__ASSIGNMENT__: Please set the lines down again exactly, from the top of the entries through the line that contains "use crate::contact::VCARD_EXTENSION;".

__MATERIAL PROVIDED__:

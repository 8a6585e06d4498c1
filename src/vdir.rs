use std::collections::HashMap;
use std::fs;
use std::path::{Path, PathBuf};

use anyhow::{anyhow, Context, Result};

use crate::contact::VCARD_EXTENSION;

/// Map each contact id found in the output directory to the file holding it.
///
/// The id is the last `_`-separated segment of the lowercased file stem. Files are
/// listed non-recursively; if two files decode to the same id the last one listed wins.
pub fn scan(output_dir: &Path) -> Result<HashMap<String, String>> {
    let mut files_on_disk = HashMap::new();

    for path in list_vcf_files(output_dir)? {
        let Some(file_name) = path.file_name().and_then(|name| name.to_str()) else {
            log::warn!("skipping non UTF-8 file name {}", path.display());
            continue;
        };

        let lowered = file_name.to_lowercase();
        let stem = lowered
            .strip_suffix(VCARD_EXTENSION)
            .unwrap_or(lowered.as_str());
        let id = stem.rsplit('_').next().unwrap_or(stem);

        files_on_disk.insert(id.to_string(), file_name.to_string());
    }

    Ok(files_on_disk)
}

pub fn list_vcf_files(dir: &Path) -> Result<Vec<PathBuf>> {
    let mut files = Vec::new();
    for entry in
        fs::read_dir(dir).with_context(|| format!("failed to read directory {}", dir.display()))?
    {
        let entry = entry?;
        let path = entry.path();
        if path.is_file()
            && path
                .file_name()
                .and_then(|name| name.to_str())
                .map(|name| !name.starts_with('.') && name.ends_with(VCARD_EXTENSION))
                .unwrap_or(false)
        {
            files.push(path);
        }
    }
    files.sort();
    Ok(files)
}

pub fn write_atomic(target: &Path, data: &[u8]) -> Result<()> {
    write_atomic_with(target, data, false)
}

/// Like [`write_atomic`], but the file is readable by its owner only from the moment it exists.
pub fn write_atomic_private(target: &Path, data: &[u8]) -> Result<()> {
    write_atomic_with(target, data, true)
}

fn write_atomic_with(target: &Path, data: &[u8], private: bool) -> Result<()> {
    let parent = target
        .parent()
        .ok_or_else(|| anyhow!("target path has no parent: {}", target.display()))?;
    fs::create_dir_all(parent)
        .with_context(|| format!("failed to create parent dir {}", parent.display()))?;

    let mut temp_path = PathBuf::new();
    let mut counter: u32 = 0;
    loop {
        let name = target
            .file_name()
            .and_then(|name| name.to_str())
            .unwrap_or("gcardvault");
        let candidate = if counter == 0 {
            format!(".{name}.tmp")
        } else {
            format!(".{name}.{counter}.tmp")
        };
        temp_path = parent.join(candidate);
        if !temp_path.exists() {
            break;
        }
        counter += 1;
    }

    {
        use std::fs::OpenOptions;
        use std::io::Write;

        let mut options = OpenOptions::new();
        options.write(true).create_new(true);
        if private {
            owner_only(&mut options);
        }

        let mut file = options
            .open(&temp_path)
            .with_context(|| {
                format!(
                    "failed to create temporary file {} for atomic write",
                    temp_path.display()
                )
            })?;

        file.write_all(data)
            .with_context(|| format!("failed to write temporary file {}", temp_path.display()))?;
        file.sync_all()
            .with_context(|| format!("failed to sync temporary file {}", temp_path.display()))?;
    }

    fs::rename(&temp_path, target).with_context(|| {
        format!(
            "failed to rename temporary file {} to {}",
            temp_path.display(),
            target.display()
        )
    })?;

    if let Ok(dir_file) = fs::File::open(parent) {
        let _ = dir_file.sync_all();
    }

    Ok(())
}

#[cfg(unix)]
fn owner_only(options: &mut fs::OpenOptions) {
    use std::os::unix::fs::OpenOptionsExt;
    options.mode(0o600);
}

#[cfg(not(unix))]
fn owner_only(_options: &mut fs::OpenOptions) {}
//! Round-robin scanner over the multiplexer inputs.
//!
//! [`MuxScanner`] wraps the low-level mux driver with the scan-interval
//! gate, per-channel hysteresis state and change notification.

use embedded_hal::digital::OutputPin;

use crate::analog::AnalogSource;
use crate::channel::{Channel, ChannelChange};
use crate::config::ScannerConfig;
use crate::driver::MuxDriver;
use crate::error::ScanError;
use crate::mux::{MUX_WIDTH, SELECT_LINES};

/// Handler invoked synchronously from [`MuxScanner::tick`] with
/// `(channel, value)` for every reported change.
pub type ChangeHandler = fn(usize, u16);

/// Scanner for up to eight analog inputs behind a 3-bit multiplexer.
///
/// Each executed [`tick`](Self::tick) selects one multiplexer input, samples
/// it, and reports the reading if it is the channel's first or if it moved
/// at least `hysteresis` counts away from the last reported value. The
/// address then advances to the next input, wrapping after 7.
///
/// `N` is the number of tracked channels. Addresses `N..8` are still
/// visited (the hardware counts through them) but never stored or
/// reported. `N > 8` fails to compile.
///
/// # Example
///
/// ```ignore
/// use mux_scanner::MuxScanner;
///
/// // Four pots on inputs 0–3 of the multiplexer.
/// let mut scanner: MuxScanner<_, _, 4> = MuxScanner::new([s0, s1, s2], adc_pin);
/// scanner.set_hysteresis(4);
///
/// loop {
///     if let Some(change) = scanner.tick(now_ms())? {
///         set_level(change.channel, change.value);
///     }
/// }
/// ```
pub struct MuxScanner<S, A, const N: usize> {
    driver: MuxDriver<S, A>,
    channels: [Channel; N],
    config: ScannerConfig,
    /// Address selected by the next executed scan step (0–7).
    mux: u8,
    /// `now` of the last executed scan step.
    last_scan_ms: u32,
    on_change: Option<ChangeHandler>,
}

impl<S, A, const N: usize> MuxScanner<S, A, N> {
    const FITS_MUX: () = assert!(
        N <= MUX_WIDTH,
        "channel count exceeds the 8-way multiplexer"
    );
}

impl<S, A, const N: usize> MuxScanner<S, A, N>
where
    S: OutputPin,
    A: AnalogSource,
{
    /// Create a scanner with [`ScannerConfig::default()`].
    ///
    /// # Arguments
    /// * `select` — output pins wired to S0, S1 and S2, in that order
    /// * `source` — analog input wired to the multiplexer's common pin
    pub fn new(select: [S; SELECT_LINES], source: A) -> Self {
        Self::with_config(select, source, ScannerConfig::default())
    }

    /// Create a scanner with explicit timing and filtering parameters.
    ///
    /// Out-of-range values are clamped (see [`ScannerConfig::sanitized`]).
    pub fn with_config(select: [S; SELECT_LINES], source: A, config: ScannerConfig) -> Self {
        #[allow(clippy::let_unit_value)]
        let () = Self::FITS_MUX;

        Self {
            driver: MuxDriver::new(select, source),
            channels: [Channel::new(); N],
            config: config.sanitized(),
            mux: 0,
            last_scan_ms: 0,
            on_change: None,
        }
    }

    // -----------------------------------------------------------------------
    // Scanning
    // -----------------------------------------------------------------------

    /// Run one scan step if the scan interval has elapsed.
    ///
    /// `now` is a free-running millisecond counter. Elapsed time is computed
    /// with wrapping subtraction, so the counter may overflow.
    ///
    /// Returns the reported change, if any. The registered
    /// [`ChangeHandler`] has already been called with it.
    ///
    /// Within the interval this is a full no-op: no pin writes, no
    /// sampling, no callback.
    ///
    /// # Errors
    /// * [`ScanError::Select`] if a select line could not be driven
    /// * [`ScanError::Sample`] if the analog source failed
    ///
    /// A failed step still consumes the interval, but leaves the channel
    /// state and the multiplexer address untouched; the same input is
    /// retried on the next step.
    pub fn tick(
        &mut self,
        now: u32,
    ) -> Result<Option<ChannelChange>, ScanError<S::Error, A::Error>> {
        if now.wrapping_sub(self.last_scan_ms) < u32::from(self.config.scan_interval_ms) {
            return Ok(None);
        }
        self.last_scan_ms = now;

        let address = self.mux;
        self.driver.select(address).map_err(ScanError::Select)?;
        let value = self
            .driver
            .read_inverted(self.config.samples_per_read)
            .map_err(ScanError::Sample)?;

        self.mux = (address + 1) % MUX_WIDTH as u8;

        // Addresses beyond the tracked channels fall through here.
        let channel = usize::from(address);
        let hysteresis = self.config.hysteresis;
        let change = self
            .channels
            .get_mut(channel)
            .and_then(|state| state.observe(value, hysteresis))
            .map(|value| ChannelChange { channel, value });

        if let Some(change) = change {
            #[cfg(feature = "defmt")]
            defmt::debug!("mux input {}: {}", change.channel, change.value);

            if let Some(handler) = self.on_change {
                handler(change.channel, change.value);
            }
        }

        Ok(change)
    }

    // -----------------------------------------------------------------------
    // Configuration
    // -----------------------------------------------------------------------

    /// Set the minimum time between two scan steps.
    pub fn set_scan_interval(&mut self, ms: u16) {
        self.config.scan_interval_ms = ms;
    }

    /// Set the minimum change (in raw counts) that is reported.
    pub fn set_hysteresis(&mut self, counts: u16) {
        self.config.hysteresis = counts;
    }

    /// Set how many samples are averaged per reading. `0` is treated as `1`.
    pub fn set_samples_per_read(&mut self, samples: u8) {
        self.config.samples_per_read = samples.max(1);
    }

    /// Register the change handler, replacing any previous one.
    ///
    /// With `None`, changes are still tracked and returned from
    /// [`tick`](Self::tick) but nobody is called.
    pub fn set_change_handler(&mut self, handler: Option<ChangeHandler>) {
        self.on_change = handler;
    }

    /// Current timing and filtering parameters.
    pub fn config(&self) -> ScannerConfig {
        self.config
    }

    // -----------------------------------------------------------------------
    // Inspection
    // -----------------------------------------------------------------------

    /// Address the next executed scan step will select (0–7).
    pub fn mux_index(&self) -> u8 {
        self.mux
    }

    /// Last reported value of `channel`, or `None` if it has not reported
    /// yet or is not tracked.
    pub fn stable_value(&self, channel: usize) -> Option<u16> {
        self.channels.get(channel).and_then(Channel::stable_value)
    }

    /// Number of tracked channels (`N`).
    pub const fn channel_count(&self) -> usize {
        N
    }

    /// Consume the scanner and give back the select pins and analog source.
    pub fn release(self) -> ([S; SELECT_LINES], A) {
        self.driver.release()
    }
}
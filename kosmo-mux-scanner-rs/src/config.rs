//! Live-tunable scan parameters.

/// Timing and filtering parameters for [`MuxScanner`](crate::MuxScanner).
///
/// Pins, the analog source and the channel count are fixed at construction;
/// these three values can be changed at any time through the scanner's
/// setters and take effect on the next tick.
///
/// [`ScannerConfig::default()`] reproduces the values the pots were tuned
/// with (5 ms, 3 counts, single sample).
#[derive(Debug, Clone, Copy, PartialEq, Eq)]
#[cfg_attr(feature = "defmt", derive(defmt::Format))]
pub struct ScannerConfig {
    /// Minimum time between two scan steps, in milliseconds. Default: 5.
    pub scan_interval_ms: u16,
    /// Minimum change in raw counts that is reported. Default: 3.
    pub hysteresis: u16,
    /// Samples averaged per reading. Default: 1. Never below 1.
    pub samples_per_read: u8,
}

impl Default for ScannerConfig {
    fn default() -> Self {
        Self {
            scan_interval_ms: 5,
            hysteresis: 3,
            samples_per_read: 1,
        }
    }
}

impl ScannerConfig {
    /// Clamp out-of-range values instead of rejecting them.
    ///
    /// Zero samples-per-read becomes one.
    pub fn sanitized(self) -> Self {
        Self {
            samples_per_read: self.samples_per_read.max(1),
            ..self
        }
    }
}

__ANSWER TO THIS EXERCISE__:
repository 8a6585e06d4498c1
filename src/vdir.rs
use std::collections::HashMap;
use std::fs;
use std::path::{Path, PathBuf};

use anyhow::{anyhow, Context, Result};

use crate::contact::VCARD_EXTENSION;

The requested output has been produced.